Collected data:
***

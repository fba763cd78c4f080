//! View module - the now-playing screen
//!
//! One full-screen layout: track metadata in the middle, progress bar and
//! control hints at the bottom, transient notices overlaid at the very
//! bottom edge. Full-screen status messages replace all of it.

use ratatui::{
    layout::{Alignment, Constraint, Direction, Layout, Rect},
    style::{Color, Modifier, Style},
    text::{Line, Span},
    widgets::{Block, Borders, Gauge, Paragraph},
    Frame,
};

use crate::model::{format_time, PlayerScreenState};
use crate::settings::AppSettings;

pub struct PlayerView;

impl PlayerView {
    pub fn render(frame: &mut Frame, state: &PlayerScreenState, settings: &AppSettings) {
        if let Some(message) = state.message {
            render_status_message(frame, message.text());
            return;
        }

        let chunks = Layout::default()
            .direction(Direction::Vertical)
            .constraints([
                Constraint::Length(1), // Device line
                Constraint::Min(0),    // Track metadata
                Constraint::Length(3), // Progress bar
                Constraint::Length(1), // Controls / notice line
            ])
            .split(frame.area());

        render_device_line(frame, chunks[0], state);
        render_track_info(frame, chunks[1], state, settings);
        render_progress_bar(frame, chunks[2], state);

        if let Some((notice, _)) = &state.notice {
            let line = Paragraph::new(notice.as_str())
                .style(Style::default().fg(Color::Yellow))
                .alignment(Alignment::Center);
            frame.render_widget(line, chunks[3]);
        } else if state.controls_visible {
            render_control_hints(frame, chunks[3], state);
        }

        if state.volume_visible {
            render_volume_bar(frame, state);
        }
    }
}

fn render_status_message(frame: &mut Frame, text: &str) {
    let area = frame.area();
    let vertical = Layout::default()
        .direction(Direction::Vertical)
        .constraints([
            Constraint::Percentage(45),
            Constraint::Length(1),
            Constraint::Percentage(45),
        ])
        .split(area);
    let message = Paragraph::new(text)
        .style(Style::default().add_modifier(Modifier::BOLD))
        .alignment(Alignment::Center);
    frame.render_widget(message, vertical[1]);
}

fn render_device_line(frame: &mut Frame, area: Rect, state: &PlayerScreenState) {
    if state.device_name.is_empty() {
        return;
    }
    let device = Paragraph::new(format!("♪ {}", state.device_name))
        .style(Style::default().fg(Color::DarkGray))
        .alignment(Alignment::Right);
    frame.render_widget(device, area);
}

fn render_track_info(
    frame: &mut Frame,
    area: Rect,
    state: &PlayerScreenState,
    settings: &AppSettings,
) {
    // Darken setting dims the secondary lines, matching how the touch UI
    // darkens the backdrop behind the text
    let secondary = if settings.darken_value >= 50 {
        Style::default().fg(Color::DarkGray)
    } else {
        Style::default().fg(Color::Gray)
    };

    let mut lines = vec![
        Line::from(Span::styled(
            state.title.clone(),
            Style::default().add_modifier(Modifier::BOLD),
        )),
        Line::from(Span::styled(state.artist_line.clone(), secondary)),
    ];
    if let Some(url) = &state.image_url {
        lines.push(Line::from(""));
        lines.push(Line::from(Span::styled(format!("cover: {url}"), secondary)));
    }
    if let Some(url) = &state.artist_image_url {
        lines.push(Line::from(Span::styled(format!("artist: {url}"), secondary)));
    }

    let vertical_pad = area.height.saturating_sub(lines.len() as u16) / 2;
    let padded = Layout::default()
        .direction(Direction::Vertical)
        .constraints([Constraint::Length(vertical_pad), Constraint::Min(0)])
        .split(area);

    let info = Paragraph::new(lines).alignment(Alignment::Center);
    frame.render_widget(info, padded[1]);
}

fn render_progress_bar(frame: &mut Frame, area: Rect, state: &PlayerScreenState) {
    let shown_progress = state.display_progress_ms();
    let time_str = format!(
        "{} / {}",
        format_time(shown_progress),
        format_time(state.duration_ms)
    );

    let title = if state.seek_hold {
        " seeking ".to_string()
    } else if state.is_playing {
        " ▶ ".to_string()
    } else {
        " ⏸ ".to_string()
    };

    let gauge = Gauge::default()
        .block(Block::default().borders(Borders::ALL).title(title))
        .gauge_style(Style::default().fg(Color::Green))
        .ratio(f64::from(state.progress_permille()) / 1000.0)
        .label(time_str);
    frame.render_widget(gauge, area);
}

fn render_control_hints(frame: &mut Frame, area: Rect, state: &PlayerScreenState) {
    let play = if state.is_playing { "pause" } else { "play" };
    let shuffle = if state.is_shuffle || state.is_smart_shuffle {
        "shuffle on"
    } else {
        "shuffle off"
    };
    let like = if state.is_liked { "♥" } else { "♡" };
    let hints = format!(
        " space: {play} | ←/→: track | ↑/↓: volume | s: {shuffle} | l: {like} | ,/.: seek | q: quit "
    );
    let line = Paragraph::new(hints)
        .style(Style::default().fg(Color::DarkGray))
        .alignment(Alignment::Center);
    frame.render_widget(line, area);
}

fn render_volume_bar(frame: &mut Frame, state: &PlayerScreenState) {
    let area = frame.area();
    if area.height < 4 || area.width < 24 {
        return;
    }
    let bar_area = Rect {
        x: area.width / 4,
        y: 1,
        width: area.width / 2,
        height: 3,
    };
    let gauge = Gauge::default()
        .block(Block::default().borders(Borders::ALL).title(" volume "))
        .gauge_style(Style::default().fg(Color::Cyan))
        .percent(u16::from(state.volume_percent))
        .label(format!("{}%", state.volume_percent));
    frame.render_widget(gauge, bar_area);
}
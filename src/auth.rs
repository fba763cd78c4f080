use anyhow::{bail, Context, Result};
use chrono::{DateTime, Duration, Utc};
use serde::Deserialize;
use serde_json::Value;
use tracing;

use crate::prefs::PrefStore;

const TOKEN_ENDPOINT: &str = "https://accounts.spotify.com/api/token";

/// Access token considered expired this long before the recorded deadline,
/// so a token never dies mid-poll.
const EXPIRY_MARGIN_MINUTES: i64 = 5;

/// Tokens obtained out of band (the authorization-code dance happens in a
/// browser, not here) and kept fresh by [`refresh_access_token`].
#[derive(Clone, Debug)]
pub struct AuthSession {
    pub access_token: String,
    pub refresh_token: String,
    pub expires_at: DateTime<Utc>,
}

impl AuthSession {
    pub fn is_expired(&self) -> bool {
        Utc::now() + Duration::minutes(EXPIRY_MARGIN_MINUTES) > self.expires_at
    }

    /// Load the stored session. Missing tokens mean the user never completed
    /// the initial authorization.
    pub fn load(prefs: &PrefStore) -> Result<Self> {
        let access_token = prefs.get_str("access_token").unwrap_or_default();
        let refresh_token = prefs.get_str("refresh_token").unwrap_or_default();
        if access_token.is_empty() || refresh_token.is_empty() {
            bail!(
                "No stored Spotify session. Put access_token, refresh_token and \
                 client_id into {}",
                prefs.path().display()
            );
        }
        let expires_at = prefs
            .get_i64("expiration_time")
            .and_then(|ms| DateTime::<Utc>::from_timestamp_millis(ms))
            .unwrap_or_else(Utc::now);
        Ok(Self { access_token, refresh_token, expires_at })
    }

    pub fn store(&self, prefs: &PrefStore) -> Result<()> {
        prefs.set("access_token", Value::from(self.access_token.clone()))?;
        prefs.set("refresh_token", Value::from(self.refresh_token.clone()))?;
        prefs.set(
            "expiration_time",
            Value::from(self.expires_at.timestamp_millis()),
        )?;
        Ok(())
    }
}

#[derive(Deserialize)]
struct TokenResponse {
    access_token: String,
    expires_in: i64,
    refresh_token: Option<String>,
}

/// Exchange the refresh token for a fresh access token. The response may
/// rotate the refresh token; when it does not, the old one stays valid.
pub async fn refresh_access_token(
    http: &reqwest::Client,
    refresh_token: &str,
    client_id: &str,
) -> Result<AuthSession> {
    tracing::info!("Refreshing access token");

    let response = http
        .post(TOKEN_ENDPOINT)
        .form(&[
            ("grant_type", "refresh_token"),
            ("refresh_token", refresh_token),
            ("client_id", client_id),
        ])
        .send()
        .await
        .context("Failed to reach the token endpoint")?;

    let status = response.status();
    if !status.is_success() {
        bail!("Token refresh rejected: {status}");
    }

    let token: TokenResponse = response
        .json()
        .await
        .context("Malformed token response")?;

    let session = AuthSession {
        access_token: token.access_token,
        refresh_token: token
            .refresh_token
            .unwrap_or_else(|| refresh_token.to_owned()),
        expires_at: Utc::now() + Duration::seconds(token.expires_in),
    };
    tracing::info!(expires_at = %session.expires_at, "Token refreshed successfully");
    Ok(session)
}
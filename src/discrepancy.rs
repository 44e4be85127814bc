//! The reporting stage of the engine: how far are the empirical moments of a
//! sample from the theoretical moments of its spec?
//!
//! A [DiscrepancyReport] is descriptive, not inferential: it quantifies the
//! deviations, it does not decide anything about the null hypothesis (that is
//! the job of [chi_square_test](crate::hypothesis::chi_square_test)).
//!

use crate::configuration;
use crate::errors::StatError;
use crate::spec::DistributionSpec;

/// The deviation of one empirical moment from its theoretical value.
#[derive(Debug, Clone, Copy, PartialEq)]
pub struct Discrepancy {
    pub empirical: f64,
    pub theoretical: f64,
    /// `|empirical - theoretical|`
    pub absolute: f64,
    /// `absolute / |theoretical| * 100`. When the theoretical value is
    /// exactly `0.0` the ratio is undefined, so the absolute deviation scaled
    /// by 100 is reported instead.
    pub relative_percent: f64,
}

impl Discrepancy {
    fn new(empirical: f64, theoretical: f64) -> Discrepancy {
        let absolute: f64 = (empirical - theoretical).abs();
        let relative_percent: f64 = if theoretical == 0.0 {
            absolute * 100.0
        } else {
            absolute / theoretical.abs() * 100.0
        };

        return Discrepancy {
            empirical: empirical,
            theoretical: theoretical,
            absolute: absolute,
            relative_percent: relative_percent,
        };
    }
}

/// The overall verdict of a [DiscrepancyReport].
///
/// The thresholds are
/// [GOOD_RELATIVE_ERROR_PERCENT](crate::configuration::GOOD_RELATIVE_ERROR_PERCENT)
/// and
/// [ACCEPTABLE_RELATIVE_ERROR_PERCENT](crate::configuration::ACCEPTABLE_RELATIVE_ERROR_PERCENT).
#[derive(Debug, Clone, Copy, PartialEq, Eq)]
pub enum Classification {
    /// Every compared moment has a relative error under 5%.
    Good,
    /// Every compared moment has a relative error under 10% (and at least one
    /// is 5% or more).
    Acceptable,
    /// Some compared moment has a relative error of 10% or more.
    Poor,
}

/// The discrepancies of the compared moments plus the overall verdict.
#[derive(Debug, Clone, PartialEq)]
pub struct DiscrepancyReport {
    pub mean: Discrepancy,
    pub variance: Discrepancy,
    /// `None` when the std-dev comparison was not requested.
    pub std_dev: Option<Discrepancy>,
    pub classification: Classification,
}

/// Compares the empirical moments of a sample against the theoretical
/// moments of `spec` and classifies the agreement.
///
/// `empirical_mean`, `empirical_variance`: the estimated moments (population
/// convention, see [Samples](crate::samples::Samples)). \
/// `spec`: the distribution whose theoretical moments are the reference. \
/// `include_std_dev`: also compare the standard deviations (the square roots
/// of the variances). On by deafult.
///
/// The classification takes the **worst** compared moment: all under 5% is
/// [Classification::Good], all under 10% is [Classification::Acceptable],
/// anything else is [Classification::Poor].
///
/// # Errors
///
/// Will return [StatError::NanErr] if an empirical moment is a NaN or
/// `+-inf`.
#[bon::builder]
pub fn compare_moments(
    empirical_mean: f64,
    empirical_variance: f64,
    spec: &DistributionSpec,
    include_std_dev: Option<bool>,
) -> Result<DiscrepancyReport, StatError> {
    if !empirical_mean.is_finite() || !empirical_variance.is_finite() {
        return Err(StatError::NanErr);
    }

    let include_std_dev: bool = include_std_dev.unwrap_or(true);

    let mean: Discrepancy = Discrepancy::new(empirical_mean, spec.theoretical_mean());
    let variance: Discrepancy = Discrepancy::new(empirical_variance, spec.theoretical_variance());

    let std_dev: Option<Discrepancy> = if include_std_dev {
        Some(Discrepancy::new(
            empirical_variance.max(0.0).sqrt(),
            spec.theoretical_std_dev(),
        ))
    } else {
        None
    };

    let mut worst_relative: f64 = mean.relative_percent.max(variance.relative_percent);
    if let Some(ref std_dev) = std_dev {
        worst_relative = worst_relative.max(std_dev.relative_percent);
    }

    let classification: Classification = if worst_relative < configuration::GOOD_RELATIVE_ERROR_PERCENT
    {
        Classification::Good
    } else if worst_relative < configuration::ACCEPTABLE_RELATIVE_ERROR_PERCENT {
        Classification::Acceptable
    } else {
        Classification::Poor
    };

    return Ok(DiscrepancyReport {
        mean: mean,
        variance: variance,
        std_dev: std_dev,
        classification: classification,
    });
}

***

**YOUR ASSIGNMENT**
Your task is to quote, without any alteration, the lines running from the top of the records to the line that holds "pub fn render(frame: &mut", both included.

**WRITTEN SOLUTION**
repository fba763cd78c4f080
//! View module - the now-playing screen
//!
//! One full-screen layout: track metadata in the middle, progress bar and
//! control hints at the bottom, transient notices overlaid at the very
//! bottom edge. Full-screen status messages replace all of it.

use ratatui::{
    layout::{Alignment, Constraint, Direction, Layout, Rect},
    style::{Color, Modifier, Style},
    text::{Line, Span},
    widgets::{Block, Borders, Gauge, Paragraph},
    Frame,
};

use crate::model::{format_time, PlayerScreenState};
use crate::settings::AppSettings;

pub struct PlayerView;

impl PlayerView {
    pub fn render(frame: &mut Frame, state: &PlayerScreenState, settings: &AppSettings) {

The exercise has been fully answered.